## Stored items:
════════════════

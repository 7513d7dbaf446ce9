//! Record schemas for the D0010 record-type tags
//!
//! One constructor per tag, each an explicit ordered field list: the
//! sequence of codec calls *is* the schema. Rows are zipped positionally,
//! so a row may be shorter than its schema as long as only optional fields
//! are missing. All fields of a row are examined even after a failure; the
//! constructor returns every [`FieldError`] the row produced.

use std::sync::LazyLock;

use chrono::{DateTime, Utc};
use regex::Regex;

use super::codec::{self, FieldError};
use super::codes;
use super::row::Row;
use crate::constants::DATA_FLOW_LEN;

/// BSC validation status of an MPAN core (026)
#[derive(Debug, Clone, Copy, PartialEq, Eq)]
pub enum BscValidationStatus {
    Failed,
    Unvalidated,
    Validated,
}

impl BscValidationStatus {
    pub fn from_code(code: &str) -> Option<Self> {
        match code {
            "F" => Some(Self::Failed),
            "U" => Some(Self::Unvalidated),
            "V" => Some(Self::Validated),
            _ => None,
        }
    }

    pub fn as_code(&self) -> &'static str {
        match self {
            Self::Failed => "F",
            Self::Unvalidated => "U",
            Self::Validated => "V",
        }
    }
}

/// Valid/suspect flag carried by register readings and validation results
#[derive(Debug, Clone, Copy, PartialEq, Eq)]
pub enum ReadingFlag {
    Valid,
    Suspect,
}

impl ReadingFlag {
    pub fn from_code(code: &str) -> Option<Self> {
        match code {
            "T" => Some(Self::Valid),
            "F" => Some(Self::Suspect),
            _ => None,
        }
    }

    pub fn as_code(&self) -> &'static str {
        match self {
            Self::Valid => "T",
            Self::Suspect => "F",
        }
    }
}

/// How a register reading was obtained (J1888)
#[derive(Debug, Clone, Copy, PartialEq, Eq)]
pub enum ReadingMethod {
    /// `N`: not viewed by an agent / no site visit
    NotSiteVisited,
    /// `P`: viewed by an agent / site visit
    SiteVisited,
}

impl ReadingMethod {
    pub fn from_code(code: &str) -> Option<Self> {
        match code {
            "N" => Some(Self::NotSiteVisited),
            "P" => Some(Self::SiteVisited),
            _ => None,
        }
    }

    pub fn as_code(&self) -> &'static str {
        match self {
            Self::NotSiteVisited => "N",
            Self::SiteVisited => "P",
        }
    }
}

/// ZHV/ZHF file header
#[derive(Debug, Clone, PartialEq)]
pub struct Header {
    pub header_format: String,
    pub file_identifier: String,
    pub data_flow_and_version_number: String,
    /// First five characters of the data flow reference, e.g. `D0010`
    pub data_flow: String,
    /// Trailing digits of the data flow reference, e.g. `2` for `D0010002`
    pub data_flow_version: u16,
    pub from_market_participant_role_code: String,
    pub from_market_participant_id: String,
    pub to_market_participant_role_code: String,
    pub to_market_participant_id: String,
    pub file_created_at: DateTime<Utc>,
    pub sending_application_id: String,
    pub receiving_application_id: String,
    pub broadcast: String,
    pub test_data_flag: String,
}

// ASCII classes only: a match guarantees the byte slices below land on
// char boundaries
static DATA_FLOW_PATTERN: LazyLock<Regex> =
    LazyLock::new(|| Regex::new(r"^D[0-9A-Za-z_]{4}[0-9]{3}$").unwrap());

/// Decode the composite data-flow-and-version field, splitting it into the
/// flow reference and its numeric version
fn data_flow_and_version(value: Option<&str>) -> Result<(String, String, u16), FieldError> {
    const FIELD: &str = "data_flow_and_version_number";
    let value = codec::bounded(value, FIELD, 8)?;
    let version = match DATA_FLOW_PATTERN.is_match(&value) {
        true => value[DATA_FLOW_LEN..].parse::<u16>().ok(),
        false => None,
    };
    match version {
        Some(version) => {
            let data_flow = value[..DATA_FLOW_LEN].to_string();
            Ok((value, data_flow, version))
        }
        None => Err(FieldError::FieldFormatInvalid {
            field: FIELD,
            value,
            expected: "data flow reference and version (D____NNN)".to_string(),
        }),
    }
}

impl Header {
    pub fn from_row(row: &Row) -> Result<Self, Vec<FieldError>> {
        let mut errors = Vec::new();
        let header_format = capture(
            &mut errors,
            codec::literal(row.field(0), "header_format", "ZHV/ZHF"),
        );
        let file_identifier = capture(
            &mut errors,
            codec::bounded(row.field(1), "file_identifier", 10),
        );
        let flow = capture(&mut errors, data_flow_and_version(row.field(2)));
        let from_role = capture(
            &mut errors,
            codec::bounded(row.field(3), "from_market_participant_role_code", 1),
        );
        let from_id = capture(
            &mut errors,
            codec::bounded(row.field(4), "from_market_participant_id", 4),
        );
        let to_role = capture(
            &mut errors,
            codec::bounded(row.field(5), "to_market_participant_role_code", 1),
        );
        let to_id = capture(
            &mut errors,
            codec::bounded(row.field(6), "to_market_participant_id", 4),
        );
        let file_created_at = capture(
            &mut errors,
            codec::timestamp(row.field(7), "file_created_at"),
        );
        let sending_application_id = capture(
            &mut errors,
            codec::optional_bounded(row.field(8), "sending_application_id", 5),
        );
        let receiving_application_id = capture(
            &mut errors,
            codec::optional_bounded(row.field(9), "receiving_application_id", 5),
        );
        let broadcast = capture(&mut errors, codec::optional_bounded(row.field(10), "broadcast", 1));
        let test_data_flag = capture(
            &mut errors,
            codec::optional_bounded(row.field(11), "test_data_flag", 4),
        );

        let (
            true,
            Some(header_format),
            Some(file_identifier),
            Some((data_flow_and_version_number, data_flow, data_flow_version)),
            Some(from_market_participant_role_code),
            Some(from_market_participant_id),
            Some(to_market_participant_role_code),
            Some(to_market_participant_id),
            Some(file_created_at),
            Some(sending_application_id),
            Some(receiving_application_id),
            Some(broadcast),
            Some(test_data_flag),
        ) = (
            errors.is_empty(),
            header_format,
            file_identifier,
            flow,
            from_role,
            from_id,
            to_role,
            to_id,
            file_created_at,
            sending_application_id,
            receiving_application_id,
            broadcast,
            test_data_flag,
        )
        else {
            return Err(errors);
        };

        Ok(Self {
            header_format,
            file_identifier,
            data_flow_and_version_number,
            data_flow,
            data_flow_version,
            from_market_participant_role_code,
            from_market_participant_id,
            to_market_participant_role_code,
            to_market_participant_id,
            file_created_at,
            sending_application_id,
            receiving_application_id,
            broadcast,
            test_data_flag,
        })
    }
}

════════════════

## What is being asked:
Return the data exactly, every line included.

## Exercise answer:
repository 7513d7dbaf446ce9
//! Record schemas for the D0010 record-type tags
//!
//! One constructor per tag, each an explicit ordered field list: the
//! sequence of codec calls *is* the schema. Rows are zipped positionally,
//! so a row may be shorter than its schema as long as only optional fields
//! are missing. All fields of a row are examined even after a failure; the
//! constructor returns every [`FieldError`] the row produced.

use std::sync::LazyLock;

use chrono::{DateTime, Utc};
use regex::Regex;

use super::codec::{self, FieldError};
use super::codes;
use super::row::Row;
use crate::constants::DATA_FLOW_LEN;

/// BSC validation status of an MPAN core (026)
#[derive(Debug, Clone, Copy, PartialEq, Eq)]
pub enum BscValidationStatus {
    Failed,
    Unvalidated,
    Validated,
}

impl BscValidationStatus {
    pub fn from_code(code: &str) -> Option<Self> {
        match code {
            "F" => Some(Self::Failed),
            "U" => Some(Self::Unvalidated),
            "V" => Some(Self::Validated),
            _ => None,
        }
    }

    pub fn as_code(&self) -> &'static str {
        match self {
            Self::Failed => "F",
            Self::Unvalidated => "U",
            Self::Validated => "V",
        }
    }
}

/// Valid/suspect flag carried by register readings and validation results
#[derive(Debug, Clone, Copy, PartialEq, Eq)]
pub enum ReadingFlag {
    Valid,
    Suspect,
}

impl ReadingFlag {
    pub fn from_code(code: &str) -> Option<Self> {
        match code {
            "T" => Some(Self::Valid),
            "F" => Some(Self::Suspect),
            _ => None,
        }
    }

    pub fn as_code(&self) -> &'static str {
        match self {
            Self::Valid => "T",
            Self::Suspect => "F",
        }
    }
}

/// How a register reading was obtained (J1888)
#[derive(Debug, Clone, Copy, PartialEq, Eq)]
pub enum ReadingMethod {
    /// `N`: not viewed by an agent / no site visit
    NotSiteVisited,
    /// `P`: viewed by an agent / site visit
    SiteVisited,
}

impl ReadingMethod {
    pub fn from_code(code: &str) -> Option<Self> {
        match code {
            "N" => Some(Self::NotSiteVisited),
            "P" => Some(Self::SiteVisited),
            _ => None,
        }
    }

    pub fn as_code(&self) -> &'static str {
        match self {
            Self::NotSiteVisited => "N",
            Self::SiteVisited => "P",
        }
    }
}

/// ZHV/ZHF file header
#[derive(Debug, Clone, PartialEq)]
pub struct Header {
    pub header_format: String,
    pub file_identifier: String,
    pub data_flow_and_version_number: String,
    /// First five characters of the data flow reference, e.g. `D0010`
    pub data_flow: String,
    /// Trailing digits of the data flow reference, e.g. `2` for `D0010002`
    pub data_flow_version: u16,
    pub from_market_participant_role_code: String,
    pub from_market_participant_id: String,
    pub to_market_participant_role_code: String,
    pub to_market_participant_id: String,
    pub file_created_at: DateTime<Utc>,
    pub sending_application_id: String,
    pub receiving_application_id: String,
    pub broadcast: String,
    pub test_data_flag: String,
}

// ASCII classes only: a match guarantees the byte slices below land on
// char boundaries
static DATA_FLOW_PATTERN: LazyLock<Regex> =
    LazyLock::new(|| Regex::new(r"^D[0-9A-Za-z_]{4}[0-9]{3}$").unwrap());

/// Decode the composite data-flow-and-version field, splitting it into the
/// flow reference and its numeric version
fn data_flow_and_version(value: Option<&str>) -> Result<(String, String, u16), FieldError> {
    const FIELD: &str = "data_flow_and_version_number";
    let value = codec::bounded(value, FIELD, 8)?;
    let version = match DATA_FLOW_PATTERN.is_match(&value) {
        true => value[DATA_FLOW_LEN..].parse::<u16>().ok(),
        false => None,
    };
    match version {
        Some(version) => {
            let data_flow = value[..DATA_FLOW_LEN].to_string();
            Ok((value, data_flow, version))
        }
        None => Err(FieldError::FieldFormatInvalid {
            field: FIELD,
            value,
            expected: "data flow reference and version (D____NNN)".to_string(),
        }),
    }
}

impl Header {
    pub fn from_row(row: &Row) -> Result<Self, Vec<FieldError>> {
        let mut errors = Vec::new();
        let header_format = capture(
            &mut errors,
            codec::literal(row.field(0), "header_format", "ZHV/ZHF"),
        );
        let file_identifier = capture(
            &mut errors,
            codec::bounded(row.field(1), "file_identifier", 10),
        );
        let flow = capture(&mut errors, data_flow_and_version(row.field(2)));
        let from_role = capture(
            &mut errors,
            codec::bounded(row.field(3), "from_market_participant_role_code", 1),
        );
        let from_id = capture(
            &mut errors,
            codec::bounded(row.field(4), "from_market_participant_id", 4),
        );
        let to_role = capture(
            &mut errors,
            codec::bounded(row.field(5), "to_market_participant_role_code", 1),
        );
        let to_id = capture(
            &mut errors,
            codec::bounded(row.field(6), "to_market_participant_id", 4),
        );
        let file_created_at = capture(
            &mut errors,
            codec::timestamp(row.field(7), "file_created_at"),
        );
        let sending_application_id = capture(
            &mut errors,
            codec::optional_bounded(row.field(8), "sending_application_id", 5),
        );
        let receiving_application_id = capture(
            &mut errors,
            codec::optional_bounded(row.field(9), "receiving_application_id", 5),
        );
        let broadcast = capture(&mut errors, codec::optional_bounded(row.field(10), "broadcast", 1));
        let test_data_flag = capture(
            &mut errors,
            codec::optional_bounded(row.field(11), "test_data_flag", 4),
        );

        let (
            true,
            Some(header_format),
            Some(file_identifier),
            Some((data_flow_and_version_number, data_flow, data_flow_version)),
            Some(from_market_participant_role_code),
            Some(from_market_participant_id),
            Some(to_market_participant_role_code),
            Some(to_market_participant_id),
            Some(file_created_at),
            Some(sending_application_id),
            Some(receiving_application_id),
            Some(broadcast),
            Some(test_data_flag),
        ) = (
            errors.is_empty(),
            header_format,
            file_identifier,
            flow,
            from_role,
            from_id,
            to_role,
            to_id,
            file_created_at,
            sending_application_id,
            receiving_application_id,
            broadcast,
            test_data_flag,
        )
        else {
            return Err(errors);
        };

        Ok(Self {
            header_format,
            file_identifier,
            data_flow_and_version_number,
            data_flow,
            data_flow_version,
            from_market_participant_role_code,
            from_market_participant_id,
            to_market_participant_role_code,
            to_market_participant_id,
            file_created_at,
            sending_application_id,
            receiving_application_id,
            broadcast,
            test_data_flag,
        })
    }
}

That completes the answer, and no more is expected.